Regional gesehen ist der asiatische Markt mit einem Anteil von 28,8 Prozent der größte. Auch deshalb plant Schlegel schon die zweite Erweiterung seines chinesischen Werks sowie der Forschung und Entwicklung in dem Land. In Singapur wurde ein kleines Werk mit 105 Mitarbeitern geschlossen. „Der Personalstand ist allerdings gleich geblieben, denn wir haben neue Stellen in anderen Bereichen geschaffen, zum Beispiel in der Grundlagenforschung und Produktentwicklung“, sagt Schlegel. Allein in Hamburg wurden 2013 rund 70 neue Stellen aufgebaut. „Auch dieses Jahr werden wir weitere Mitarbeiter einstellen.“ Insgesamt hat Tesa weltweit 3800 Beschäftigte.
Im vergangenen Jahr legte der Umsatz des Unternehmens, das fast in allen Ländern dieser Welt aktiv ist, ohne Berücksichtigung der Wechselkurse um 8,5 Prozent zu. Wegen des starken Euro lag das Plus nominal nur bei 3,8 Prozent. Der Umsatz stieg von einer Milliarde auf knapp 1,04 Milliarden Euro, das betriebliche Ergebnis vor Steuern und Zinsen erreichte 178,5 Millionen Euro, was einer Umsatzrendite ohne Sondereffekte von 16,9 (Vorjahr: 12,9) Prozent entspricht. Das Wachstum war erneut von der Elektronik- und Autoindustrie in Asien und der USA getragen.
„Wir konzentrieren uns mit Erfolg auf die Entwicklung neuer Technologien, den Ausbau neuer, attraktiver Geschäftsfelder und den konsequenten Ausbau unserer Strukturen in den Wachstumsregionen“, sagt Schlegel. Für das kommende Jahr erwartet er leicht verbesserte Wachstumsraten in Europa und auf dem amerikanischen Automarkt. „Wir werden in diesem Jahr unsere Investitionen erhöhen“, sagt Schlegel.
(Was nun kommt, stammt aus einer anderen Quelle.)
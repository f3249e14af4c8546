//! matraca - convert long texts into a single narrated MP3 using a remote
//! speech service.

use anyhow::{Context, Result};
use clap::{Parser, Subcommand};
use indicatif::{ProgressBar, ProgressStyle};
use matraca::config::MatracaConfig;
use matraca::pipeline::{JobEvent, JobRequest, Narrator};
use matraca::tts::{AudioSettings, EdgeSpeechClient};
use matraca::voices;
use std::io::Read;
use std::path::PathBuf;
use std::sync::Arc;
use tokio::sync::mpsc::Receiver;

#[derive(Parser, Debug)]
#[command(name = "matraca")]
#[command(about = "Convert long texts into a single narrated MP3 using a remote speech service", long_about = None)]
#[command(version)]
struct Args {
    /// Text file to narrate (reads stdin when omitted)
    input: Option<PathBuf>,

    /// Output MP3 path (default: <input-name>.mp3)
    #[arg(short, long)]
    output: Option<PathBuf>,

    /// Voice: a catalog label (see 'matraca voices') or a raw service voice id
    #[arg(long)]
    voice: Option<String>,

    /// Speaking rate multiplier (0.25-4.0)
    #[arg(long)]
    rate: Option<f32>,

    /// Volume percentage (20-200)
    #[arg(long)]
    volume: Option<f32>,

    /// Pitch shift in Hz (-20 to +20)
    #[arg(long)]
    pitch: Option<f32>,

    /// Narrate only the opening of the text and print the artifact path
    #[arg(long, default_value_t = false)]
    preview: bool,

    /// Subcommands
    #[command(subcommand)]
    command: Option<Commands>,
}

#[derive(Subcommand, Debug)]
enum Commands {
    /// List the built-in voice catalog
    Voices {
        /// Only list voices for this locale (e.g. pt-BR)
        locale: Option<String>,
    },
    /// Configuration management
    Config {
        #[command(subcommand)]
        action: ConfigAction,
    },
}

#[derive(Subcommand, Debug)]
enum ConfigAction {
    /// Show current configuration
    Show,
    /// Set the default voice (catalog label or service voice id)
    SetVoice {
        /// Voice to use
        voice: String,
    },
    /// Set the default speaking rate multiplier
    SetRate {
        /// Value (0.25-4.0)
        value: f32,
    },
    /// Set the default volume percentage
    SetVolume {
        /// Value (20-200)
        value: f32,
    },
    /// Set the default pitch shift
    SetPitch {
        /// Value in Hz (-20 to +20)
        value: f32,
    },
}

#[tokio::main]
async fn main() -> Result<()> {
    env_logger::init();
    let args = Args::parse();

    match &args.command {
        Some(Commands::Voices { locale }) => return print_voices(locale.as_deref()),
        Some(Commands::Config { action }) => return handle_config_command(action),
        None => {}
    }

    let config = MatracaConfig::load().context("Failed to load configuration")?;

    let text = read_input(args.input.as_deref())?;

    let voice = args.voice.clone().or_else(|| config.voice.clone()).ok_or_else(|| {
        anyhow::anyhow!(
            "No voice selected. Pass --voice or set one with 'matraca config set-voice'.\n\
             Run 'matraca voices' to list the catalog."
        )
    })?;
    // Catalog labels resolve to service ids; anything else is passed through
    // as an opaque service voice id.
    let voice_id = voices::resolve(&voice)
        .map(str::to_string)
        .unwrap_or(voice);

    let settings = AudioSettings::new(
        args.rate.unwrap_or(config.rate),
        args.volume.unwrap_or(config.volume),
        args.pitch.unwrap_or(config.pitch),
    );

    let client = Arc::new(EdgeSpeechClient::new(
        config.endpoint.clone(),
        config.api_key.clone(),
    ));
    let narrator = Narrator::with_limits(
        client,
        matraca::config::MAX_INPUT_CHARS,
        config.chunk_chars,
    );

    if args.preview {
        let rx = narrator.preview(&text, &voice_id, &settings)?;
        let path = consume_events(rx).await?;
        eprintln!("Preview written to: {}", path.display());
        return Ok(());
    }

    let destination = resolve_output(&args)?;
    let rx = narrator.submit(JobRequest {
        text,
        voice_id,
        settings,
        destination,
    })?;
    let path = consume_events(rx).await?;

    let size_mb = std::fs::metadata(&path)?.len() as f64 / (1024.0 * 1024.0);
    eprintln!("Output: {} ({:.1} MB)", path.display(), size_mb);

    Ok(())
}

/// Read the text to narrate from a file or stdin.
fn read_input(input: Option<&std::path::Path>) -> Result<String> {
    match input {
        Some(path) => std::fs::read_to_string(path)
            .with_context(|| format!("Failed to read {}", path.display())),
        None => {
            let mut text = String::new();
            std::io::stdin()
                .read_to_string(&mut text)
                .context("Failed to read stdin")?;
            Ok(text)
        }
    }
}

/// Pick the destination path from the arguments.
fn resolve_output(args: &Args) -> Result<PathBuf> {
    if let Some(output) = &args.output {
        return Ok(output.clone());
    }
    let input = args.input.as_ref().ok_or_else(|| {
        anyhow::anyhow!("Reading from stdin requires an explicit output path (-o)")
    })?;
    let stem = input.file_stem().unwrap_or_default();
    Ok(input.with_file_name(format!("{}.mp3", stem.to_string_lossy())))
}

/// Drain the job's event stream into a progress bar; return the final path.
async fn consume_events(mut rx: Receiver<JobEvent>) -> Result<PathBuf> {
    let pb = ProgressBar::new(100);
    pb.set_style(
        ProgressStyle::default_bar()
            .template("{spinner:.green} [{bar:40.cyan/blue}] {percent}% {msg}")
            .unwrap()
            .progress_chars("#>-"),
    );

    let mut outcome: Option<Result<PathBuf>> = None;
    while let Some(event) = rx.recv().await {
        match event {
            JobEvent::Status(message) => pb.set_message(message),
            JobEvent::Progress(fraction) => {
                pb.set_position((fraction * 100.0).round() as u64);
            }
            JobEvent::Done(path) => outcome = Some(Ok(path)),
            JobEvent::Error(message) => outcome = Some(Err(anyhow::anyhow!(message))),
        }
    }
    pb.finish_and_clear();

    outcome.unwrap_or_else(|| Err(anyhow::anyhow!("Job ended without reporting a result")))
}

fn print_voices(locale: Option<&str>) -> Result<()> {
    let listing: Vec<&voices::LocaleVoices> = match locale {
        Some(tag) => {
            let entry = voices::find_locale(tag)
                .ok_or_else(|| anyhow::anyhow!("Unknown locale: {tag}"))?;
            vec![entry]
        }
        None => voices::CATALOG.iter().collect(),
    };
    for locale in listing {
        println!("{} [{}]", locale.language, locale.locale);
        for (label, id) in locale.voices {
            println!("  {label:<38} {id}");
        }
        println!();
    }
    Ok(())
}

fn handle_config_command(action: &ConfigAction) -> Result<()> {
    match action {
        ConfigAction::Show => {
            let config = MatracaConfig::load()?;
            println!("Configuration file: {:?}", MatracaConfig::config_path()?);
            println!();
            println!("endpoint = \"{}\"", config.endpoint);
            if let Some(voice) = &config.voice {
                println!("voice = \"{}\"", voice);
            } else {
                println!("voice = (none)");
            }
            println!("rate = {}", config.rate);
            println!("volume = {}", config.volume);
            println!("pitch = {}", config.pitch);
            println!("chunk_chars = {}", config.chunk_chars);
        }
        ConfigAction::SetVoice { voice } => {
            let mut config = MatracaConfig::load()?;
            config.voice = Some(voice.clone());
            config.save()?;
            println!("Default voice set to: {}", voice);
        }
        ConfigAction::SetRate { value } => {
            let mut config = MatracaConfig::load()?;
            config.rate = value.clamp(0.25, 4.0);
            config.save()?;
            println!("Default rate set to: {}", config.rate);
        }
        ConfigAction::SetVolume { value } => {
            let mut config = MatracaConfig::load()?;
            config.volume = value.clamp(20.0, 200.0);
            config.save()?;
            println!("Default volume set to: {}", config.volume);
        }
        ConfigAction::SetPitch { value } => {
            let mut config = MatracaConfig::load()?;
            config.pitch = value.clamp(-20.0, 20.0);
            config.save()?;
            println!("Default pitch set to: {}", config.pitch);
        }
    }
    Ok(())
}
//! Binary-safe MP3 concatenation.
//!
//! Per-chunk files from the speech service are complete MP3 containers, each
//! possibly wrapped in its own ID3 metadata. Merging them is a byte-level
//! operation: keep the first file's leading ID3v2 header as the output's
//! metadata, strip the header from every later file, strip the fixed-size
//! ID3v1 trailer from all of them, and append the remaining frames in order.
//! No frame is re-encoded or parsed.

use crate::error::{PipelineError, Result};
use log::debug;
use std::fs;
use std::io::Write;
use std::path::{Path, PathBuf};
use tempfile::NamedTempFile;

/// ID3v2 tag magic at the start of a file.
const ID3V2_MAGIC: &[u8] = b"ID3";
/// ID3v1 tag magic at `len - 128`.
const ID3V1_MAGIC: &[u8] = b"TAG";
/// Fixed length of an ID3v2 tag header.
const ID3V2_HEADER_LEN: usize = 10;
/// Fixed length of an ID3v1 trailer.
const ID3V1_LEN: usize = 128;

/// Decode a 4-byte synchsafe integer: the low 7 bits of each byte, most
/// significant byte first.
fn synchsafe_len(bytes: &[u8]) -> usize {
    bytes
        .iter()
        .take(4)
        .fold(0usize, |acc, b| (acc << 7) | (b & 0x7F) as usize)
}

/// Strip a leading ID3v2 tag, if present.
fn strip_id3v2(data: &[u8]) -> &[u8] {
    if data.len() < ID3V2_HEADER_LEN || &data[..ID3V2_MAGIC.len()] != ID3V2_MAGIC {
        return data;
    }
    let total = ID3V2_HEADER_LEN + synchsafe_len(&data[6..10]);
    if total >= data.len() {
        &[]
    } else {
        &data[total..]
    }
}

/// Strip a trailing ID3v1 tag, if present.
fn strip_id3v1(data: &[u8]) -> &[u8] {
    if data.len() >= ID3V1_LEN {
        let tag_start = data.len() - ID3V1_LEN;
        if &data[tag_start..tag_start + ID3V1_MAGIC.len()] == ID3V1_MAGIC {
            return &data[..tag_start];
        }
    }
    data
}

/// Merge ordered MP3 files into a single container at `output_path`.
///
/// The merge is written to a temporary file in the destination directory and
/// moved into place with a single rename, so a failure part-way through never
/// leaves a corrupt or partial file at `output_path`. The temporary file is
/// removed on every failure path.
pub fn concatenate_mp3(inputs: &[PathBuf], output_path: &Path) -> Result<()> {
    if inputs.is_empty() {
        return Err(PipelineError::NoSegments);
    }

    // Same directory as the destination keeps the final rename on one
    // filesystem; the NamedTempFile guard deletes it unless persisted.
    let out_dir = output_path
        .parent()
        .filter(|p| !p.as_os_str().is_empty())
        .unwrap_or(Path::new("."));
    let mut merged = NamedTempFile::new_in(out_dir)?;

    let mut written = 0usize;
    for (idx, path) in inputs.iter().enumerate() {
        let data = fs::read(path).map_err(|source| PipelineError::SegmentRead {
            path: path.clone(),
            source,
        })?;
        if data.is_empty() {
            return Err(PipelineError::EmptySegment(path.clone()));
        }

        // The first file's header becomes the single output header.
        let frames = if idx > 0 { strip_id3v2(&data) } else { &data[..] };
        let frames = strip_id3v1(frames);
        merged.write_all(frames)?;
        written += frames.len();
    }

    if written == 0 {
        return Err(PipelineError::EmptyOutput);
    }

    merged.flush()?;
    merged
        .persist(output_path)
        .map_err(|e| PipelineError::Io(e.error))?;
    debug!(
        "merged {} segment(s), {written} bytes -> {}",
        inputs.len(),
        output_path.display()
    );
    Ok(())
}
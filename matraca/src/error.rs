//! Error taxonomy for the narration pipeline.

use crate::tts::SynthesisError;
use std::path::PathBuf;
use thiserror::Error;

/// Everything that can end a narration job.
///
/// Validation variants are returned synchronously from job submission, before
/// any backend call. Synthesis and concatenation variants surface through the
/// job's single terminal error event.
#[derive(Error, Debug)]
pub enum PipelineError {
    #[error("input text is empty")]
    EmptyText,

    #[error("input text exceeds the {max} character limit (got {len})")]
    TextTooLong { len: usize, max: usize },

    #[error("voice selection did not resolve to a service voice")]
    UnresolvedVoice,

    #[error("no speakable content after chunking")]
    NoContent,

    #[error("another narration job is already running")]
    Busy,

    #[error("synthesis failed: {0}")]
    Synthesis(#[from] SynthesisError),

    #[error("no audio segments to concatenate")]
    NoSegments,

    #[error("could not read audio segment {}: {source}", path.display())]
    SegmentRead {
        path: PathBuf,
        source: std::io::Error,
    },

    #[error("audio segment is empty: {}", .0.display())]
    EmptySegment(PathBuf),

    #[error("merged audio file is empty")]
    EmptyOutput,

    #[error("I/O error: {0}")]
    Io(#[from] std::io::Error),
}

impl PipelineError {
    /// Whether this error is caught at submission time, before a worker is
    /// spawned or any artifact is created.
    pub fn is_validation(&self) -> bool {
        matches!(
            self,
            PipelineError::EmptyText
                | PipelineError::TextTooLong { .. }
                | PipelineError::UnresolvedVoice
                | PipelineError::NoContent
                | PipelineError::Busy
        )
    }
}

pub type Result<T> = std::result::Result<T, PipelineError>;
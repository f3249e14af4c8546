//! Core pipeline for turning long texts into a single narrated MP3.
//!
//! The library splits input text into bounded chunks, synthesizes each chunk
//! through a remote speech service, and stitches the per-chunk MP3 files into
//! one output file without re-encoding. Callers submit a job through
//! [`pipeline::Narrator`] and consume an ordered event stream; the `matraca`
//! binary is one such caller.

pub mod audio;
pub mod config;
pub mod error;
pub mod pipeline;
pub mod text;
pub mod tts;
pub mod voices;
Unter anderem will er in Deutschland und einzelnen internationalen Märkten in Werbekampagnen investieren.
Doch ein Großteil der Ausgaben entfällt auf die neue Unternehmenszentrale, die 2015 in Norderstedt bezogen werden soll. Nur die größte Produktion bleibt dann in Hamburg. Auch hier hat Tesa 2013 kräftig investiert und eine zusätzliche Polymerisationsanlage zur Entwicklung der Produktion von Klebstoffen errichtet.